I have reconstructed the long-term estimates of mammal terrestrial biomass from 100,000 BC through to today from various scientific sources. 2 This means biomass from marine mammals – mainly whales – is not included. The story of whaling is an important one that I cover separately here. This change in wild land mammals is shown in the chart. When I say ‘wild mammals’ from this point, I’m talking about our metric of biomass.
If we go back to around 100,000 years ago – a time when there were very few early humans and only in Africa – all of the wild land mammals on Earth summed up to around 20 million tonnes of carbon. This is shown as the first column in the chart. The mammoths, and European lions, and ground sloths were all part of this.
By around 10,000 years ago we see a huge decline of wild mammals. This is shown in the second column.
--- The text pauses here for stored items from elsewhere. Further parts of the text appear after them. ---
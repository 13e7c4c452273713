//! Sizing for [`SingleConsumerQueue`](super::SingleConsumerQueue).

use thiserror::Error;

/// Default number of slots allocated up front.
pub const DEFAULT_INITIAL_CAPACITY: usize = 64;
/// Default number of slots added each time the queue fills.
pub const DEFAULT_BUCKET_SIZE: usize = 64;
/// Default maximum number of items handed to one `process` call.
pub const DEFAULT_BULK_SIZE: usize = 32;

/// Errors returned when building a [`QueueConfig`].
#[non_exhaustive]
#[derive(Debug, Error, Clone, Copy, PartialEq, Eq)]
pub enum QueueConfigError {
    /// The growth bucket was zero.
    #[error("bucket size must be >= 1")]
    ZeroBucketSize,
    /// The bulk size was zero.
    #[error("bulk size must be >= 1")]
    ZeroBulkSize,
}

/// Validated queue sizing.
///
/// `initial_capacity` may be zero, in which case the first enqueue allocates
/// one bucket.
#[derive(Clone, Copy, Debug, PartialEq, Eq)]
pub struct QueueConfig {
    initial_capacity: usize,
    bucket_size: usize,
    bulk_size: usize,
}

impl QueueConfig {
    /// Start building a configuration from the defaults.
    #[must_use]
    pub fn builder() -> QueueConfigBuilder { QueueConfigBuilder::default() }

    /// Slots allocated when the queue is created.
    #[must_use]
    pub const fn initial_capacity(&self) -> usize { self.initial_capacity }

    /// Slots added whenever the queue runs out of room.
    #[must_use]
    pub const fn bucket_size(&self) -> usize { self.bucket_size }

    /// Maximum items removed per `dequeue`.
    #[must_use]
    pub const fn bulk_size(&self) -> usize { self.bulk_size }
}

impl Default for QueueConfig {
    fn default() -> Self {
        Self {
            initial_capacity: DEFAULT_INITIAL_CAPACITY,
            bucket_size: DEFAULT_BUCKET_SIZE,
            bulk_size: DEFAULT_BULK_SIZE,
        }
    }
}

/// Builder for [`QueueConfig`].
///
/// # Examples
///
/// ```
/// use relaycore::queue::QueueConfig;
///
/// let config = QueueConfig::builder()
///     .initial_capacity(8)
///     .bucket_size(8)
///     .bulk_size(4)
///     .build()
///     .expect("valid sizes");
/// assert_eq!(config.bulk_size(), 4);
/// ```
#[derive(Clone, Copy, Debug)]
pub struct QueueConfigBuilder {
    config: QueueConfig,
}

impl Default for QueueConfigBuilder {
    fn default() -> Self {
        Self {
            config: QueueConfig::default(),
        }
    }
}

impl QueueConfigBuilder {
    /// Set the number of slots allocated up front.
    #[must_use]
    pub fn initial_capacity(mut self, capacity: usize) -> Self {
        self.config.initial_capacity = capacity;
        self
    }

    /// Set the growth increment.
    #[must_use]
    pub fn bucket_size(mut self, bucket_size: usize) -> Self {
        self.config.bucket_size = bucket_size;
        self
    }

    /// Set the maximum batch handed to the consumer.
    #[must_use]
    pub fn bulk_size(mut self, bulk_size: usize) -> Self {
        self.config.bulk_size = bulk_size;
        self
    }

    /// Validate and return the configuration.
    ///
    /// # Errors
    ///
    /// Returns [`QueueConfigError::ZeroBucketSize`] or
    /// [`QueueConfigError::ZeroBulkSize`] when either is zero.
    pub fn build(self) -> Result<QueueConfig, QueueConfigError> {
        if self.config.bucket_size == 0 {
            return Err(QueueConfigError::ZeroBucketSize);
        }
        if self.config.bulk_size == 0 {
            return Err(QueueConfigError::ZeroBulkSize);
        }
        Ok(self.config)
    }
}
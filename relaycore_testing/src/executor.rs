//! Step-by-step [`Executor`] for deterministic scheduling tests.

use std::{
    collections::VecDeque,
    sync::{Mutex, MutexGuard},
};

use relaycore::pipeline::{Executor, LaneToken, Task};

/// Executor that queues tasks until the test runs them.
///
/// Tasks run on the calling thread, in dispatch order unless a lane is
/// selected explicitly. Tasks dispatched while another task runs are queued
/// behind it.
#[derive(Default)]
pub struct ManualExecutor {
    tasks: Mutex<VecDeque<(LaneToken, Task)>>,
    dispatched: Mutex<Vec<LaneToken>>,
}

impl std::fmt::Debug for ManualExecutor {
    fn fmt(&self, f: &mut std::fmt::Formatter<'_>) -> std::fmt::Result {
        f.debug_struct("ManualExecutor")
            .field("pending", &self.pending())
            .finish_non_exhaustive()
    }
}

impl ManualExecutor {
    /// Create an executor with nothing queued.
    #[must_use]
    pub fn new() -> Self { Self::default() }

    fn tasks(&self) -> MutexGuard<'_, VecDeque<(LaneToken, Task)>> {
        self.tasks.lock().expect("manual executor lock")
    }

    /// Number of queued tasks.
    #[must_use]
    pub fn pending(&self) -> usize { self.tasks().len() }

    /// Lane of every dispatch so far, in order.
    #[must_use]
    pub fn dispatched(&self) -> Vec<LaneToken> {
        self.dispatched.lock().expect("manual executor lock").clone()
    }

    /// Run the oldest queued task. Returns `false` if none was queued.
    pub fn run_next(&self) -> bool {
        let next = self.tasks().pop_front();
        Self::run(next)
    }

    /// Run the oldest task queued on `lane`.
    pub fn run_next_on(&self, lane: &LaneToken) -> bool {
        let next = {
            let mut tasks = self.tasks();
            tasks
                .iter()
                .position(|(queued, _)| queued == lane)
                .and_then(|index| tasks.remove(index))
        };
        Self::run(next)
    }

    fn run(next: Option<(LaneToken, Task)>) -> bool {
        match next {
            Some((_, task)) => {
                task();
                true
            }
            None => false,
        }
    }

    /// Run tasks until none remain, including ones dispatched meanwhile.
    /// Returns the number run.
    pub fn run_until_idle(&self) -> usize {
        let mut runs = 0;
        while self.run_next() {
            runs += 1;
        }
        runs
    }
}

impl Executor for ManualExecutor {
    fn dispatch(&self, task: Task, lane: &LaneToken) {
        self.dispatched
            .lock()
            .expect("manual executor lock")
            .push(lane.clone());
        self.tasks().push_back((lane.clone(), task));
    }
}
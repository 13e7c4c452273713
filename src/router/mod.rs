//! Demonstration router tying the codec, pipelines and joins together.
//!
//! Each accepted connection gets a [`FrameReader`](crate::frame::FrameReader)
//! on its read half, a [`DrainingPipelineQueue`](crate::pipeline::DrainingPipelineQueue)
//! on a lane named after the connection, and a writer task draining a
//! [`FrameWriter`](crate::frame::FrameWriter) into the write half. Reads pause
//! once [`RouterConfig::max_pending_replies`] replies are still unwritten,
//! which bounds what a peer that never reads can cost. Batch
//! requests fan out across the shared [`LanePool`] and converge through a
//! [`CallbackJoin`](crate::join::CallbackJoin).

mod backlog;
pub mod client;
pub mod config;
mod connection;
pub mod protocol;
pub mod visitor;

use std::sync::Arc;

pub use client::RouterClient;
pub use config::{
    BackoffConfig,
    DEFAULT_BATCH_LANES,
    DEFAULT_MAX_PENDING_REPLIES,
    DEFAULT_PORT,
    RouterConfig,
};
use connection::{RouterContext, spawn_connection};
pub use protocol::{Reply, Request};
use tokio::{net::TcpListener, select, time::sleep};
use tokio_util::{sync::CancellationToken, task::TaskTracker};
use tracing::{info, warn};
pub use visitor::{Inbound, RouterVisitor, Tally, TallyAggregator};

use crate::{error::Result, id::IdGenerator, pipeline::LanePool};

/// Bind `config.listen`.
///
/// # Errors
///
/// Returns an I/O error if the address cannot be bound.
pub async fn bind(config: &RouterConfig) -> Result<TcpListener> {
    Ok(TcpListener::bind(config.listen).await?)
}

/// Accept connections on `listener` until `shutdown` is cancelled.
///
/// Connections still open at shutdown stop reading, finish the requests they
/// already received, and flush their replies before this returns.
///
/// # Errors
///
/// Returns an I/O error if called outside a tokio runtime.
pub async fn serve(listener: TcpListener, config: RouterConfig, shutdown: CancellationToken) -> Result<()> {
    let pool = LanePool::current().map_err(std::io::Error::other)?;
    let backoff = config.backoff.normalized();
    let ctx = Arc::new(RouterContext {
        config,
        pool,
        ids: IdGenerator::new(),
    });
    let tracker = TaskTracker::new();
    info!(addr = ?listener.local_addr().ok(), "router accepting connections");

    let mut delay = backoff.initial_delay;
    loop {
        select! {
            biased;

            () = shutdown.cancelled() => break,
            res = listener.accept() => match res {
                Ok((stream, _)) => {
                    spawn_connection(stream, &ctx, &shutdown, &tracker);
                    delay = backoff.initial_delay;
                }
                Err(e) => {
                    warn!(error = %e, "accept error");
                    sleep(delay).await;
                    delay = (delay * 2).min(backoff.max_delay);
                }
            },
        }
    }

    tracker.close();
    tracker.wait().await;
    ctx.pool.wait_idle().await;
    info!("router stopped");
    Ok(())
}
It’s hard to give a precise estimate of the size of these losses millennia ago, but they were large: likely in the range of 25% to 50%. 3
It wasn’t just that we lost a lot of mammals. It was almost exclusively the world’s largest mammals that vanished. This big decline of mammals is referred to as the Quaternary Megafauna Extinction (QME). The QME led to the extinction of more than 178 of the world’s large mammals (‘megafauna’).
Many researchers have grappled with the question of what caused the QME. Most evidence now points towards humans as the primary driver. 4 I look at this evidence in much more detail in a related article. Most of this human impact came through hunting. There might also have been smaller local impacts through fire and other changes to natural landscapes. You can trace the timing of mammal extinctions by following human expansion across the world’s continents. When our ancestors arrived in Europe the European megafauna went extinct; when they arrived in North America the mammoths went extinct; then down to South America, the same.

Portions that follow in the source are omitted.